As Americans weigh their comfort level on what medical services require in-person visits with a physician or healthcare provider, telehealth options have skyrocketed as a popular alternative, providing convenience and access at a time when many are canceling appointments out of an abundance of caution.
According to the survey, while 39 percent of Americans opted for in-person visits, more than 54 percent of respondents opted for telehealth options with phone consultations and video visits being the two most popular.

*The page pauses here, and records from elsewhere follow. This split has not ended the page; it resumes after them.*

//! PDF document representation

use crate::backend::PdfBackend;
use crate::error::{LoadFailure, PdfError, Result};
use crate::metadata::{self, PdfInformation};
use crate::pdfium::Pdfium;
use crate::render::{self, PixelBuffer, RenderConfig};
use chrono::{DateTime, FixedOffset};
use std::path::{Path, PathBuf};
use tracing::{debug, warn};

/// An open PDF document.
///
/// Owns the native document handle until [`close`](Self::close) is called or
/// the value is dropped. Once closed, every operation fails with
/// [`PdfError::DocumentClosed`]. Calls on one document must not overlap;
/// share it between threads only behind a lock.
///
/// # Example
///
/// ```no_run
/// use pdfium_lite::{PdfBackend, Pdfium};
///
/// fn first_page<B: PdfBackend>(pdfium: &Pdfium<B>) -> pdfium_lite::Result<()> {
///     let mut doc = pdfium.load_document("document.pdf", None)?;
///
///     let info = doc.information()?;
///     println!("Title: {:?}, pages: {}", info.title, doc.page_count()?);
///
///     let pixels = doc.render(0, 850, 1100, 100.0, 100.0)?;
///     assert_eq!(pixels.width(), 850);
///
///     doc.close();
///     Ok(())
/// }
/// ```
pub struct PdfDocument<B: PdfBackend> {
    // Both are `Some` while open and `None` once closed; a closed document
    // holds no library registration.
    library: Option<Pdfium<B>>,
    handle: Option<B::Document>,
    path: PathBuf,
}

impl<B: PdfBackend> PdfDocument<B> {
    /// Open a PDF file.
    ///
    /// # Arguments
    ///
    /// * `pdfium` - Library handle; the document keeps a clone of it
    /// * `path` - Path to the PDF file
    /// * `password` - Optional password for encrypted PDFs
    pub fn load<P: AsRef<Path>>(
        pdfium: &Pdfium<B>,
        path: P,
        password: Option<&str>,
    ) -> Result<Self> {
        let path = path.as_ref();
        let path_str = path.display().to_string();

        // The native loader takes a NUL-terminated UTF-8 path.
        if path.to_str().map_or(true, |p| p.contains('\0')) {
            warn!(path = %path_str, "path cannot be passed to PDFium");
            return Err(LoadFailure::InvalidPath(path_str).into());
        }
        if password.is_some_and(|p| p.contains('\0')) {
            warn!(path = %path_str, "password contains NUL");
            return Err(LoadFailure::InvalidPassword.into());
        }

        let backend = pdfium.backend();
        let Some(handle) = backend.load_document(path, password) else {
            let cause = LoadFailure::from_error_code(backend.last_error(), &path_str);
            warn!(path = %path_str, %cause, "failed to open PDF document");
            return Err(cause.into());
        };

        debug!(
            path = %path_str,
            pages = backend.page_count(&handle),
            "opened PDF document"
        );
        Ok(Self {
            library: Some(pdfium.clone()),
            handle: Some(handle),
            path: path.to_path_buf(),
        })
    }

    /// Backend and native handle of an open document.
    fn open(&self) -> Result<(&B, &B::Document)> {
        match (&self.library, &self.handle) {
            (Some(library), Some(handle)) => Ok((library.backend(), handle)),
            _ => Err(PdfError::DocumentClosed),
        }
    }

    /// Path the document was loaded from.
    pub fn path(&self) -> &Path {
        &self.path
    }

    /// True after [`close`](Self::close).
    pub fn is_closed(&self) -> bool {
        self.handle.is_none()
    }

    /// Get the number of pages in the document.
    ///
    /// Asks the native engine on every call; nothing is cached.
    pub fn page_count(&self) -> Result<usize> {
        let (backend, handle) = self.open()?;
        let count = backend.page_count(handle);
        Ok(usize::try_from(count).unwrap_or(0))
    }

    /// Get the document information dictionary.
    ///
    /// Missing or malformed entries come back as `None`; the only error is
    /// [`PdfError::DocumentClosed`].
    pub fn information(&self) -> Result<PdfInformation> {
        let (backend, handle) = self.open()?;
        Ok(PdfInformation::read(backend, handle))
    }

    /// Get a metadata text value by tag (e.g. "Title", "Author", "Trapped").
    ///
    /// Returns an empty string if the tag is absent.
    pub fn metadata_text(&self, tag: &str) -> Result<String> {
        let (backend, handle) = self.open()?;
        Ok(metadata::read_text(backend, handle, tag))
    }

    /// Get a metadata date value by tag (e.g. "CreationDate", "ModDate").
    ///
    /// Returns `None` if the tag is absent or is not a valid PDF date.
    pub fn metadata_date(&self, tag: &str) -> Result<Option<DateTime<FixedOffset>>> {
        let (backend, handle) = self.open()?;
        Ok(metadata::read_date(backend, handle, tag))
    }

    /// Render a page into a `width × height` ARGB buffer on a white
    /// background.
    ///
    /// # Arguments
    ///
    /// * `page_index` - Page index (0-based)
    /// * `width`, `height` - Output size in pixels, both non-zero
    /// * `dpi_x`, `dpi_y` - Resolution tag copied onto the buffer unchanged
    ///
    /// # Errors
    ///
    /// * [`PdfError::PageIndexOutOfBounds`] if `page_index >= page_count()`
    /// * [`PdfError::RenderFailed`] if the native engine fails on the page
    /// * [`PdfError::InvalidParameter`] for a zero or oversized output size
    /// * [`PdfError::DocumentClosed`] after `close()`
    pub fn render(
        &self,
        page_index: usize,
        width: u32,
        height: u32,
        dpi_x: f32,
        dpi_y: f32,
    ) -> Result<PixelBuffer> {
        self.render_with_config(page_index, width, height, dpi_x, dpi_y, &RenderConfig::default())
    }

    /// Render a page with explicit render flags.
    pub fn render_with_config(
        &self,
        page_index: usize,
        width: u32,
        height: u32,
        dpi_x: f32,
        dpi_y: f32,
        config: &RenderConfig,
    ) -> Result<PixelBuffer> {
        let (backend, handle) = self.open()?;
        let count = self.page_count()?;
        if page_index >= count {
            return Err(PdfError::PageIndexOutOfBounds {
                index: page_index,
                count,
            });
        }

        render::render_page(
            backend,
            handle,
            page_index,
            width,
            height,
            dpi_x,
            dpi_y,
            config,
        )
    }

    /// Close the document, release the native handle and give up this
    /// document's hold on the native library.
    ///
    /// Calling `close` more than once has no further effect.
    pub fn close(&mut self) {
        if let (Some(library), Some(handle)) = (self.library.take(), self.handle.take()) {
            library.backend().close_document(handle);
            debug!(path = %self.path.display(), "closed PDF document");
        }
    }
}

impl<B: PdfBackend> Drop for PdfDocument<B> {
    fn drop(&mut self) {
        self.close();
    }
}

impl<B: PdfBackend> std::fmt::Debug for PdfDocument<B> {
    fn fmt(&self, f: &mut std::fmt::Formatter<'_>) -> std::fmt::Result {
        f.debug_struct("PdfDocument")
            .field("path", &self.path)
            .field("closed", &self.is_closed())
            .finish()
    }
}
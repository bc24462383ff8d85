//! PDFium backend over the C API in `pdfium-sys`

use crate::backend::PdfBackend;
use crate::error::{ERR_FILE, ERR_FORMAT, ERR_PASSWORD, ERR_SECURITY};
use crate::pdfium::LibraryUsers;
use crate::render::RenderFlags;
use pdfium_sys::*;
use std::ffi::{c_int, c_void, CString};
use std::marker::PhantomData;
use std::path::Path;
use std::ptr::NonNull;

// Error codes and render flags are mirrored in the backend-independent
// modules; keep them in step with the C headers.
const _: () = {
    assert!(ERR_FILE == FPDF_ERR_FILE);
    assert!(ERR_FORMAT == FPDF_ERR_FORMAT);
    assert!(ERR_PASSWORD == FPDF_ERR_PASSWORD);
    assert!(ERR_SECURITY == FPDF_ERR_SECURITY);
    assert!(RenderFlags::ANNOT.bits() == FPDF_ANNOT);
    assert!(RenderFlags::LCD_TEXT.bits() == FPDF_LCD_TEXT);
    assert!(RenderFlags::NO_NATIVE_TEXT.bits() == FPDF_NO_NATIVETEXT);
    assert!(RenderFlags::GRAYSCALE.bits() == FPDF_GRAYSCALE);
    assert!(RenderFlags::REVERSE_BYTE_ORDER.bits() == FPDF_REVERSE_BYTE_ORDER);
    assert!(RenderFlags::DEBUG_INFO.bits() == FPDF_DEBUG_INFO);
    assert!(RenderFlags::NO_CATCH.bits() == FPDF_NO_CATCH);
    assert!(RenderFlags::LIMITED_IMAGE_CACHE.bits() == FPDF_RENDER_LIMITEDIMAGECACHE);
    assert!(RenderFlags::FORCE_HALFTONE.bits() == FPDF_RENDER_FORCEHALFTONE);
    assert!(RenderFlags::PRINTING.bits() == FPDF_PRINTING);
};

/// PDFium is one library per process, so every `PdfiumFfi` shares this.
static LIBRARY_USERS: LibraryUsers = LibraryUsers::new();

/// The linked PDFium library.
#[derive(Debug, Clone, Copy, Default)]
pub struct PdfiumFfi;

/// Owned `FPDF_DOCUMENT`.
#[derive(Debug)]
pub struct FfiDocument(NonNull<fpdf_document_t__>);

/// Owned `FPDF_PAGE`.
#[derive(Debug)]
pub struct FfiPage(NonNull<fpdf_page_t__>);

/// Owned `FPDF_TEXTPAGE`.
#[derive(Debug)]
pub struct FfiTextPage(NonNull<fpdf_textpage_t__>);

/// `FPDF_BITMAP` wrapping external memory borrowed for `'buf`.
#[derive(Debug)]
pub struct FfiBitmap<'buf> {
    handle: NonNull<fpdf_bitmap_t__>,
    _pixels: PhantomData<&'buf mut [u8]>,
}

impl PdfBackend for PdfiumFfi {
    type Document = FfiDocument;
    type Page = FfiPage;
    type TextPage = FfiTextPage;
    type Bitmap<'buf> = FfiBitmap<'buf>;

    fn library_users(&self) -> &LibraryUsers {
        &LIBRARY_USERS
    }

    fn init_library(&self) {
        unsafe { FPDF_InitLibrary() }
    }

    fn destroy_library(&self) {
        unsafe { FPDF_DestroyLibrary() }
    }

    fn load_document(&self, path: &Path, password: Option<&str>) -> Option<Self::Document> {
        let c_path = CString::new(path.to_str()?).ok()?;
        let c_password = match password {
            Some(p) => Some(CString::new(p).ok()?),
            None => None,
        };
        let password_ptr = c_password
            .as_ref()
            .map(|p| p.as_ptr())
            .unwrap_or(std::ptr::null());

        let doc = unsafe { FPDF_LoadDocument(c_path.as_ptr(), password_ptr) };
        NonNull::new(doc).map(FfiDocument)
    }

    fn last_error(&self) -> u32 {
        unsafe { FPDF_GetLastError() as u32 }
    }

    fn close_document(&self, document: Self::Document) {
        unsafe { FPDF_CloseDocument(document.0.as_ptr()) }
    }

    fn page_count(&self, document: &Self::Document) -> i32 {
        unsafe { FPDF_GetPageCount(document.0.as_ptr()) }
    }

    fn meta_text(
        &self,
        document: &Self::Document,
        tag: &str,
        buffer: Option<&mut [u8]>,
    ) -> usize {
        let Ok(c_tag) = CString::new(tag) else {
            return 0;
        };
        let (ptr, len) = match buffer {
            Some(buf) => (buf.as_mut_ptr() as *mut c_void, buf.len()),
            None => (std::ptr::null_mut(), 0),
        };
        let written = unsafe {
            FPDF_GetMetaText(
                document.0.as_ptr(),
                c_tag.as_ptr(),
                ptr,
                len as FPDF_DWORD,
            )
        };
        written as usize
    }

    fn load_page(&self, document: &Self::Document, index: i32) -> Option<Self::Page> {
        let page = unsafe { FPDF_LoadPage(document.0.as_ptr(), index) };
        NonNull::new(page).map(FfiPage)
    }

    fn close_page(&self, page: Self::Page) {
        unsafe { FPDF_ClosePage(page.0.as_ptr()) }
    }

    fn load_text_page(&self, page: &Self::Page) -> Option<Self::TextPage> {
        let text_page = unsafe { FPDFText_LoadPage(page.0.as_ptr()) };
        NonNull::new(text_page).map(FfiTextPage)
    }

    fn close_text_page(&self, text_page: Self::TextPage) {
        unsafe { FPDFText_ClosePage(text_page.0.as_ptr()) }
    }

    fn create_bitmap<'buf>(
        &self,
        width: i32,
        height: i32,
        pixels: &'buf mut [u8],
        stride: i32,
    ) -> Option<Self::Bitmap<'buf>> {
        // PDFium writes `stride * height` bytes through the pointer; refuse
        // anything the slice cannot hold.
        let bpp = bitmap_bytes_per_pixel(FPDFBitmap_BGRA)?;
        let (w, h, s) = (
            usize::try_from(width).ok()?,
            usize::try_from(height).ok()?,
            usize::try_from(stride).ok()?,
        );
        if s < w.checked_mul(bpp)? || pixels.len() < s.checked_mul(h)? {
            return None;
        }

        let handle = unsafe {
            FPDFBitmap_CreateEx(
                width,
                height,
                FPDFBitmap_BGRA as c_int,
                pixels.as_mut_ptr() as *mut c_void,
                stride,
            )
        };
        NonNull::new(handle).map(|handle| FfiBitmap {
            handle,
            _pixels: PhantomData,
        })
    }

    fn fill_rect(
        &self,
        bitmap: &mut Self::Bitmap<'_>,
        left: i32,
        top: i32,
        width: i32,
        height: i32,
        color: u32,
    ) {
        unsafe {
            FPDFBitmap_FillRect(
                bitmap.handle.as_ptr(),
                left,
                top,
                width,
                height,
                color as FPDF_DWORD,
            );
        }
    }

    fn render_page_bitmap(
        &self,
        bitmap: &mut Self::Bitmap<'_>,
        page: &Self::Page,
        start_x: i32,
        start_y: i32,
        size_x: i32,
        size_y: i32,
        rotate: i32,
        flags: u32,
    ) -> bool {
        // FPDF_RenderPageBitmap has no failure result; a loaded page always
        // paints (possibly nothing).
        unsafe {
            FPDF_RenderPageBitmap(
                bitmap.handle.as_ptr(),
                page.0.as_ptr(),
                start_x,
                start_y,
                size_x,
                size_y,
                rotate,
                flags as i32,
            );
        }
        true
    }

    fn destroy_bitmap(&self, bitmap: Self::Bitmap<'_>) {
        unsafe { FPDFBitmap_Destroy(bitmap.handle.as_ptr()) }
    }
}

/// A [`PdfDocument`](crate::PdfDocument) backed by the linked PDFium library.
pub type Document = crate::PdfDocument<PdfiumFfi>;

When examining consumers’ willingness to using telehealth post COVID-19, the survey found:
- Of those who have used telehealth options during the COVID-19 pandemic, 73 percent report they will continue virtual visits after the pandemic passes.
- 79 percent of male respondents who have used a telehealth solution during the COVID-19 pandemic will continue using them post-COVID, compared to 67 percent of females.

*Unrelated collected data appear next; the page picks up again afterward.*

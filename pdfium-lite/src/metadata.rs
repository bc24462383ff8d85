//! Document metadata: Info-dictionary text and PDF date strings

use crate::backend::PdfBackend;
use chrono::{DateTime, FixedOffset, NaiveDate, TimeZone};
use regex::Regex;
use serde::{Deserialize, Serialize};
use std::sync::LazyLock;
use tracing::debug;

/// Metadata tags read by [`PdfInformation`].
pub mod tags {
    pub const AUTHOR: &str = "Author";
    pub const CREATOR: &str = "Creator";
    pub const KEYWORDS: &str = "Keywords";
    pub const PRODUCER: &str = "Producer";
    pub const SUBJECT: &str = "Subject";
    pub const TITLE: &str = "Title";
    pub const CREATION_DATE: &str = "CreationDate";
    pub const MOD_DATE: &str = "ModDate";
}

/// `D:YYYYMMDDHHmmSS` with an optional `Z`, or `+`/`-` `HH'mm'` offset.
static RE_PDF_DATE: LazyLock<Regex> = LazyLock::new(|| {
    Regex::new(
        r"D:(?P<year>\d{4})(?P<month>\d{2})(?P<day>\d{2})(?P<hour>\d{2})(?P<minute>\d{2})(?P<second>\d{2})(?P<tz>[+\-Zz])?(?P<tz_hour>\d{2})?'?(?P<tz_minute>\d{2})?'?",
    )
    .expect("valid PDF date regex")
});

/// Document information dictionary.
///
/// Every field is either a real value or `None`; missing tags, empty values
/// and unparsable dates all come back as `None`.
#[derive(Debug, Clone, Default, PartialEq, Eq, Serialize, Deserialize)]
pub struct PdfInformation {
    pub author: Option<String>,
    pub creator: Option<String>,
    pub keywords: Option<String>,
    pub producer: Option<String>,
    pub subject: Option<String>,
    pub title: Option<String>,
    pub creation_date: Option<DateTime<FixedOffset>>,
    pub modification_date: Option<DateTime<FixedOffset>>,
}

impl PdfInformation {
    /// Read all eight fields from an open document.
    pub(crate) fn read<B: PdfBackend>(backend: &B, document: &B::Document) -> Self {
        let text = |tag: &str| non_empty(read_text(backend, document, tag));
        Self {
            author: text(tags::AUTHOR),
            creator: text(tags::CREATOR),
            keywords: text(tags::KEYWORDS),
            producer: text(tags::PRODUCER),
            subject: text(tags::SUBJECT),
            title: text(tags::TITLE),
            creation_date: read_date(backend, document, tags::CREATION_DATE),
            modification_date: read_date(backend, document, tags::MOD_DATE),
        }
    }

    /// True when no field carries a value.
    pub fn is_empty(&self) -> bool {
        *self == Self::default()
    }
}

fn non_empty(value: String) -> Option<String> {
    if value.is_empty() {
        None
    } else {
        Some(value)
    }
}

/// Read a metadata text value.
///
/// Uses the native two-call protocol: the first call reports the byte length
/// of the UTF-16LE value including its 2-byte terminator, the second fills a
/// buffer of exactly that length. Returns an empty string when the tag has no
/// value or the native layer fails to produce one.
pub fn read_text<B: PdfBackend>(backend: &B, document: &B::Document, tag: &str) -> String {
    if tag.contains('\0') {
        return String::new();
    }

    let length = backend.meta_text(document, tag, None);
    if length <= 2 {
        return String::new();
    }

    let mut buffer = vec![0u8; length];
    let written = backend.meta_text(document, tag, Some(&mut buffer));
    if written == 0 || written > length {
        debug!(tag, length, written, "metadata read failed, treating as absent");
        return String::new();
    }

    // Never decode past what either call reported, and drop the terminator.
    decode_utf16le(&buffer[..written.saturating_sub(2)])
}

/// Read a metadata date value. `None` when the tag is absent or its value is
/// not a PDF date.
pub fn read_date<B: PdfBackend>(
    backend: &B,
    document: &B::Document,
    tag: &str,
) -> Option<DateTime<FixedOffset>> {
    let raw = read_text(backend, document, tag);
    if raw.is_empty() {
        return None;
    }
    parse_pdf_date(&raw)
}

/// Parse a PDF date string such as `D:20230615143022+05'30'`.
///
/// A `Z`/`z` designator, or no designator at all, gives a zero offset. A
/// `+`/`-` designator needs both offset hours and minutes. Strings that do not
/// match, or that name an impossible date, time or offset, yield `None`.
pub fn parse_pdf_date(value: &str) -> Option<DateTime<FixedOffset>> {
    let caps = RE_PDF_DATE.captures(value)?;
    let num = |name: &str| caps.name(name).and_then(|m| m.as_str().parse::<u32>().ok());

    let year = i32::try_from(num("year")?).ok()?;
    let date = NaiveDate::from_ymd_opt(year, num("month")?, num("day")?)?;
    let local = date.and_hms_opt(num("hour")?, num("minute")?, num("second")?)?;

    let offset = match caps.name("tz").map(|m| m.as_str()) {
        None | Some("Z") | Some("z") => FixedOffset::east_opt(0)?,
        Some(sign) => {
            let hours = num("tz_hour")?;
            let minutes = num("tz_minute")?;
            if hours > 23 || minutes > 59 {
                return None;
            }
            let seconds = i32::try_from(hours * 3600 + minutes * 60).ok()?;
            if sign == "-" {
                FixedOffset::west_opt(seconds)?
            } else {
                FixedOffset::east_opt(seconds)?
            }
        }
    };

    offset.from_local_datetime(&local).single()
}

/// Decode UTF-16LE bytes; an odd trailing byte is ignored and unpaired
/// surrogates become U+FFFD.
fn decode_utf16le(bytes: &[u8]) -> String {
    let units: Vec<u16> = bytes
        .chunks_exact(2)
        .map(|chunk| u16::from_le_bytes([chunk[0], chunk[1]]))
        .collect();
    String::from_utf16_lossy(&units)
}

- Millennials are statistically more likely than any other generation to continue using telehealth options after the pandemic has passed (81 percent), followed by Gen X (79 percent).

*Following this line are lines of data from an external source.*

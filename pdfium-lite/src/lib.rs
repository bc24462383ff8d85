//! # pdfium-lite
//!
//! A small, safe façade over PDFium: open a document, read its information
//! dictionary, and rasterize pages into ARGB pixel buffers.
//!
//! - **Scoped native handles**: every page, text page and bitmap handle taken
//!   during a call is released before the call returns, on success or error.
//! - **Best-effort metadata**: missing or malformed Info entries are `None`,
//!   never errors.
//! - **Reference-counted library lifetime**: the native library is
//!   initialized by the first [`Pdfium`] handle and torn down after the last
//!   handle and the last open document are gone.
//!
//! The native engine sits behind the [`PdfBackend`] trait. Enable the
//! `pdfium` feature for `PdfiumFfi`, which links against `libpdfium` (see
//! `PDFIUM_LIB_DIR` in `pdfium-sys`).
//!
//! ## Quick Start
//!
//! ```no_run
//! use pdfium_lite::{PdfBackend, Pdfium};
//!
//! fn summarize<B: PdfBackend>(pdfium: &Pdfium<B>) -> pdfium_lite::Result<()> {
//!     let doc = pdfium.load_document("document.pdf", None)?;
//!
//!     let info = doc.information()?;
//!     println!("{:?} by {:?}", info.title, info.author);
//!
//!     for index in 0..doc.page_count()? {
//!         let page = doc.render(index, 612, 792, 72.0, 72.0)?;
//!         println!("page {} -> {} bytes", index, page.data().len());
//!     }
//!     Ok(())
//! }
//! ```

mod backend;
mod document;
mod error;
#[cfg(feature = "pdfium")]
mod ffi;
mod metadata;
mod pdfium;
mod render;

pub use backend::PdfBackend;
pub use document::PdfDocument;
pub use error::{LoadFailure, PdfError, Result};
#[cfg(feature = "pdfium")]
pub use ffi::{Document, FfiBitmap, FfiDocument, FfiPage, FfiTextPage, PdfiumFfi};
pub use metadata::{parse_pdf_date, read_date, read_text, tags, PdfInformation};
pub use pdfium::{LibraryUsers, Pdfium};
pub use render::{PixelBuffer, RenderConfig, RenderFlags};
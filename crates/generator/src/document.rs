use crate::grid::TimetableGrid;
use database::{
    entities::{school_class, teacher},
    services::timetable::{Lesson, SlotColumn},
};
use models::labels::MISSING_INITIALS;

/// One timetable ready to be rendered to a single-page PDF
#[derive(Clone, Debug, PartialEq, Eq)]
pub struct TimetableDocument {
    pub title: String,
    pub file_name: String,
    pub grid: TimetableGrid,
}

impl TimetableDocument {
    /// A class timetable; cells read `Subject (initials)`
    pub fn for_class(
        school_class: &school_class::Model,
        columns: &[SlotColumn],
        lessons: &[Lesson],
    ) -> Self {
        let grid = TimetableGrid::build(columns, lessons, |lesson| {
            lesson
                .teacher_initials
                .clone()
                .unwrap_or_else(|| MISSING_INITIALS.to_string())
        });

        Self {
            title: format!("Class Timetable - {}", school_class.name),
            file_name: sanitize_file_name(&format!("class_{}.pdf", school_class.name)),
            grid,
        }
    }

    /// A teacher timetable; cells read `Subject (class)`
    pub fn for_teacher(teacher: &teacher::Model, columns: &[SlotColumn], lessons: &[Lesson]) -> Self {
        let grid = TimetableGrid::build(columns, lessons, |lesson| lesson.class_name.clone());

        Self {
            title: format!("Teacher Timetable - {}", teacher.full_name()),
            file_name: sanitize_file_name(&format!(
                "teacher_{}_{}.pdf",
                teacher.first_name, teacher.last_name
            )),
            grid,
        }
    }
}

/// Replaces path separators so a name always stays inside the output directory
pub fn sanitize_file_name(name: &str) -> String {
    name.replace(['/', '\\'], "-")
}

#[cfg(test)]
mod test {
    use super::*;
    use chrono::NaiveTime;
    use models::days::Weekday;

    fn eight() -> NaiveTime {
        NaiveTime::from_hms_opt(8, 0, 0).unwrap()
    }

    fn columns() -> Vec<SlotColumn> {
        vec![SlotColumn {
            start_time: eight(),
            end_time: NaiveTime::from_hms_opt(9, 0, 0).unwrap(),
        }]
    }

    fn math(initials: Option<&str>) -> Lesson {
        Lesson {
            entry_id: 1,
            day: Some(Weekday::Monday),
            start_time: eight(),
            subject_name: "Math".to_string(),
            class_name: "S1A".to_string(),
            teacher_initials: initials.map(str::to_string),
        }
    }

    fn jane() -> teacher::Model {
        teacher::Model {
            id: 1,
            first_name: "Jane".to_string(),
            last_name: "Doe".to_string(),
        }
    }

    #[test]
    fn test_class_document() {
        let class = school_class::Model {
            id: 1,
            name: "S1A".to_string(),
        };
        let doc = TimetableDocument::for_class(&class, &columns(), &[math(Some("JD"))]);

        assert_eq!(doc.title, "Class Timetable - S1A");
        assert_eq!(doc.file_name, "class_S1A.pdf");
        assert_eq!(doc.grid.cell(Weekday::Monday, eight()).unwrap(), ["Math (JD)"]);
    }

    #[test]
    fn test_class_document_without_teacher() {
        let class = school_class::Model {
            id: 1,
            name: "S1A".to_string(),
        };
        let doc = TimetableDocument::for_class(&class, &columns(), &[math(None)]);
        assert_eq!(doc.grid.cell(Weekday::Monday, eight()).unwrap(), ["Math (N/A)"]);
    }

    #[test]
    fn test_teacher_document() {
        let doc = TimetableDocument::for_teacher(&jane(), &columns(), &[math(Some("JD"))]);

        assert_eq!(doc.title, "Teacher Timetable - Jane Doe");
        assert_eq!(doc.file_name, "teacher_Jane_Doe.pdf");
        assert_eq!(doc.grid.cell(Weekday::Monday, eight()).unwrap(), ["Math (S1A)"]);
    }

    #[test]
    fn test_file_names_drop_path_separators() {
        let class = school_class::Model {
            id: 2,
            name: "S1/A\\B".to_string(),
        };
        let doc = TimetableDocument::for_class(&class, &[], &[]);
        assert_eq!(doc.file_name, "class_S1-A-B.pdf");
        assert_eq!(sanitize_file_name("../x"), "..-x");
    }
}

- In a hypothetical situation where they needed medical care, 25 percent of Americans would not consider using a telehealth solution for any of the appointments or procedures types presented – this number is significantly higher among Baby Boomers (41 percent) and the Silent Generation (59 percent).
Embracing telehealth and balancing security needs to protect patients
While urgent visits require in-person consultation, Americans are looking to telehealth to fill in the gap for more routine types of care.
In a hypothetical situation where they’d need medical care or advice, nearly 30 percent of respondents would also look to telehealth for chronic care check-ups (29 percent) or annual physical and children’s wellness exams (27 percent).
While patients are embracing telehealth, providers must prioritize security when rolling out phone and virtual services or else they risk potential breaches of sensitive patient data.
A recent report found an increase in nefarious attacks targeting video conferencing tools like Zoom, reinforcing the need for healthcare providers to reassess their security posture and fortify their defenses to reflect this new reality, potentially losing their patients’ trust and business.
48 percent of respondents said they would be unlikely to use telehealth solutions again if their personal health data was hacked due to a telemedicine-related breach.
- Women are more unlikely than males to use telehealth solutions again if their health information was involved in a telemedicine-related breach (54 percent of women vs. 41 percent of men).
- Baby Boomers and the Silent Generation are the two groups most unlikely to return to telehealth solutions if their data was involved in a telehealth-related breach (62 and 65 percent respectively).
“We find ourselves in a very unique scenario, where consumers had to almost accept telehealth overnight,” said Russ Branzell, CEO of the College of Healthcare Information Management Executives.
“The progress has been amazing to see in creating easier access to care while reducing the burden on both providers and patients. However, we must remain vigilant in our efforts to protect and secure telehealth and other digital health technologies.
“With the opportunities of digital health also come inherent security risks – but digital health’s risks are manageable. It is important for healthcare providers to take data privacy and security seriously in order to ensure that digital health platforms like telehealth remain an essential part of the future of patient care.”
“We appreciate that this is a new development and healthcare providers are balancing all the new demands the pandemic has created,” said David Finn, Executive Vice President of Strategic Innovation of CynergisTek.
“However, the first step is to assess how the data is encrypted and who is authorized to access this data. From there, IT teams should work closely with leadership to fill in the security gaps on telehealth solutions that protect patients while also providing the convenience.”